A review of randomized clinical trials comparing mechanical cardiopulmonary resuscitation (CPR) devices to manual chest compressions has failed to demonstrated that one is superior to the other. The systematic review, which analyzed data from four trials involving a total of 868 patients, appears in The Cochrane Library.

Although animal research, anecdotal reports, and studies of small series of patients suggested that mechanical CPR devices are more effective than manual chest compression, a systematic review of quality clinical research had not yet been done, according to the Cochrane review researchers. The only large recent study found that patients treated with a mechanical device fared more poorly. Yet, problems in how the study took place might explain these unexpected results, the Cochrane reviews said.

The Cochrane review found that the findings of those studies were inconsistent—the three small studies suggested mechanical devices were beneficial, and the one large study found harm. According to the Cochrane review, taken together, they provided “insufficient evidence” to draw meaningful conclusions.
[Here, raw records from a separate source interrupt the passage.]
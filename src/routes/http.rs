// GET handlers. Responses use `{ "result": <status>, "data" | "error": ... }`.

use axum::{
    Json,
    extract::{Query, State},
    http::StatusCode,
    response::{IntoResponse, Response},
};
use serde::{Deserialize, Serialize};
use std::str::FromStr;

use super::AppState;
use crate::error::{PersistenceError, UpstreamError};
use crate::models::{EnrichedGuest, EntityKey, SnapshotSummary};
use crate::pve_repo::extract;
use crate::series::{self, MAX_WINDOW_SIZE};
use crate::version::{NAME, VERSION};

#[derive(Debug, Serialize)]
struct Envelope<T> {
    result: u16,
    data: T,
}

fn ok<T: Serialize>(data: T) -> Response {
    Json(Envelope { result: 200, data }).into_response()
}

pub(super) enum ApiError {
    BadRequest(&'static str),
    NotFound(&'static str),
    Upstream(UpstreamError),
    Persistence(PersistenceError),
}

impl From<UpstreamError> for ApiError {
    fn from(e: UpstreamError) -> Self {
        Self::Upstream(e)
    }
}

impl From<PersistenceError> for ApiError {
    fn from(e: PersistenceError) -> Self {
        Self::Persistence(e)
    }
}

impl IntoResponse for ApiError {
    fn into_response(self) -> Response {
        let (status, error, details) = match self {
            Self::BadRequest(msg) => (StatusCode::BAD_REQUEST, msg.to_string(), None),
            Self::NotFound(msg) => (StatusCode::NOT_FOUND, msg.to_string(), None),
            Self::Upstream(e) => {
                tracing::warn!(error = %e, "hypervisor API request failed");
                let status = match &e {
                    UpstreamError::InvalidPath(_) => StatusCode::BAD_REQUEST,
                    _ => e
                        .status()
                        .and_then(|s| StatusCode::from_u16(s).ok())
                        .unwrap_or(StatusCode::INTERNAL_SERVER_ERROR),
                };
                let details = match &e {
                    UpstreamError::Status { body, .. } if !body.is_empty() => Some(body.clone()),
                    _ => None,
                };
                (status, e.to_string(), details)
            }
            Self::Persistence(e) => {
                tracing::warn!(error = %e, "snapshot store query failed");
                (StatusCode::INTERNAL_SERVER_ERROR, e.to_string(), None)
            }
        };
        let mut body = serde_json::json!({ "result": status.as_u16(), "error": error });
        if let Some(details) = details {
            body["details"] = serde_json::Value::String(details);
        }
        (status, Json(body)).into_response()
    }
}

/// Counts stay strings so a malformed value falls back to the default instead of failing
/// extraction outside the response envelope.
#[derive(Debug, Deserialize)]
pub(super) struct SnapshotQuery {
    node: Option<String>,
    vmid: Option<String>,
    limit: Option<String>,
    window: Option<String>,
}

impl SnapshotQuery {
    fn entity(&self) -> Result<EntityKey, ApiError> {
        match (non_blank(&self.node), non_blank(&self.vmid)) {
            (Some(node), Some(vmid)) => Ok(EntityKey::new(node, vmid)),
            _ => Err(ApiError::BadRequest(
                "Query parameters 'node' and 'vmid' are required.",
            )),
        }
    }
}

#[derive(Debug, Deserialize)]
pub(super) struct NodeQuery {
    node: Option<String>,
}

#[derive(Debug, Deserialize)]
pub(super) struct ProxyQuery {
    path: Option<String>,
}

fn non_blank(v: &Option<String>) -> Option<&str> {
    v.as_deref().map(str::trim).filter(|s| !s.is_empty())
}

/// Positive count, or `None` when absent, malformed, negative or zero.
fn parse_count<T: FromStr + PartialOrd + Default>(v: &Option<String>) -> Option<T> {
    non_blank(v)
        .and_then(|s| s.parse::<T>().ok())
        .filter(|n| *n > T::default())
}

fn resolve_node(state: &AppState, q: &NodeQuery) -> Result<String, ApiError> {
    non_blank(&q.node)
        .or_else(|| state.config.upstream.default_node())
        .map(str::to_string)
        .ok_or(ApiError::BadRequest(
            "Node is required. Provide ?node= or set upstream.default_node.",
        ))
}

/// GET /version: service name and version (from Cargo.toml at build time).
pub(super) async fn version_handler() -> impl IntoResponse {
    Json(serde_json::json!({
        "name": NAME,
        "version": VERSION,
    }))
}

/// GET /api/vm-status?node&vmid: live guest status passthrough; both fall back to the
/// configured defaults.
pub(super) async fn vm_status(
    State(state): State<AppState>,
    Query(q): Query<SnapshotQuery>,
) -> Result<Response, ApiError> {
    let upstream = &state.config.upstream;
    let (Some(node), Some(vmid)) = (
        non_blank(&q.node).or_else(|| upstream.default_node()),
        non_blank(&q.vmid).or_else(|| upstream.default_guest_id()),
    ) else {
        return Err(ApiError::BadRequest(
            "Node and VMID are required. Provide them in the request or set upstream.default_node and upstream.default_guest_id.",
        ));
    };
    Ok(ok(state.api.guest_status(node, vmid).await?))
}

/// GET /api/proxy?path: raw read-only GET of a path below the API base URL.
pub(super) async fn proxy(
    State(state): State<AppState>,
    Query(q): Query<ProxyQuery>,
) -> Result<Response, ApiError> {
    let Some(path) = non_blank(&q.path) else {
        return Err(ApiError::BadRequest("Query parameter 'path' is required."));
    };
    Ok(ok(state.api.raw_get(path).await?))
}

/// GET /api/snapshots/latest?node&vmid
pub(super) async fn latest_snapshot(
    State(state): State<AppState>,
    Query(q): Query<SnapshotQuery>,
) -> Result<Response, ApiError> {
    let entity = q.entity()?;
    match state.repo.latest(&entity).await? {
        Some(snapshot) => Ok(ok(snapshot)),
        None => Err(ApiError::NotFound(
            "No snapshots found for the specified node/vmid.",
        )),
    }
}

/// GET /api/snapshots?node&vmid&limit: newest first, default 50, at most 500.
pub(super) async fn list_snapshots(
    State(state): State<AppState>,
    Query(q): Query<SnapshotQuery>,
) -> Result<Response, ApiError> {
    let entity = q.entity()?;
    let snapshots = state.repo.list(&entity, parse_count(&q.limit)).await?;
    Ok(ok(snapshots))
}

/// GET /api/series?node&vmid&window: one extra snapshot is read so the oldest charted point
/// has a rate.
pub(super) async fn snapshot_series(
    State(state): State<AppState>,
    Query(q): Query<SnapshotQuery>,
) -> Result<Response, ApiError> {
    let entity = q.entity()?;
    let window = parse_count(&q.window)
        .unwrap_or(state.config.series.window_size)
        .min(MAX_WINDOW_SIZE);
    let snapshots = state.repo.list(&entity, Some(window as u32 + 1)).await?;
    Ok(ok(series::aggregate(&snapshots, window)))
}

/// GET /api/node-summary?node
pub(super) async fn node_summary(
    State(state): State<AppState>,
    Query(q): Query<NodeQuery>,
) -> Result<Response, ApiError> {
    let node = resolve_node(&state, &q)?;
    let payload = state.api.node_status(&node).await?;
    Ok(ok(extract::node_summary(&node, &payload)))
}

/// GET /api/vms?node: live guest list, each enriched with its latest stored snapshot.
pub(super) async fn node_vms(
    State(state): State<AppState>,
    Query(q): Query<NodeQuery>,
) -> Result<Response, ApiError> {
    let node = resolve_node(&state, &q)?;
    let guests = extract::guest_listing(&state.api.node_guests(&node).await?);
    let ids: Vec<String> = guests.iter().map(|g| g.id.clone()).collect();
    let mut latest = state.repo.latest_for_many(&ids, Some(node.as_str())).await?;

    let enriched: Vec<EnrichedGuest> = guests
        .into_iter()
        .map(|guest| {
            let snapshot = latest.remove(&guest.id).as_ref().map(SnapshotSummary::from);
            EnrichedGuest { guest, snapshot }
        })
        .collect();
    Ok(ok(enriched))
}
Robert E. O’Connor, MD, chair of emergency medicine at University of Virginia, called the review “extremely well done,” and said that “even though it didn’t completely answer the question, it gives future investigators some direction for CPR studies in general.”

He proposed that the question is not “whether the devices work—in the laboratory they do—but whether you can get them on quickly enough without interrupting chest compression for any length of time. You pay a price for applying any device. The question is whether the price is worth it.”

According to Steven C. Brooks, MD, assistant professor of medicine at University of Toronto and lead review author, a much larger international study comparing manual and mechanical chest compressions, scheduled for completion in 2012, should provide more definitive answers.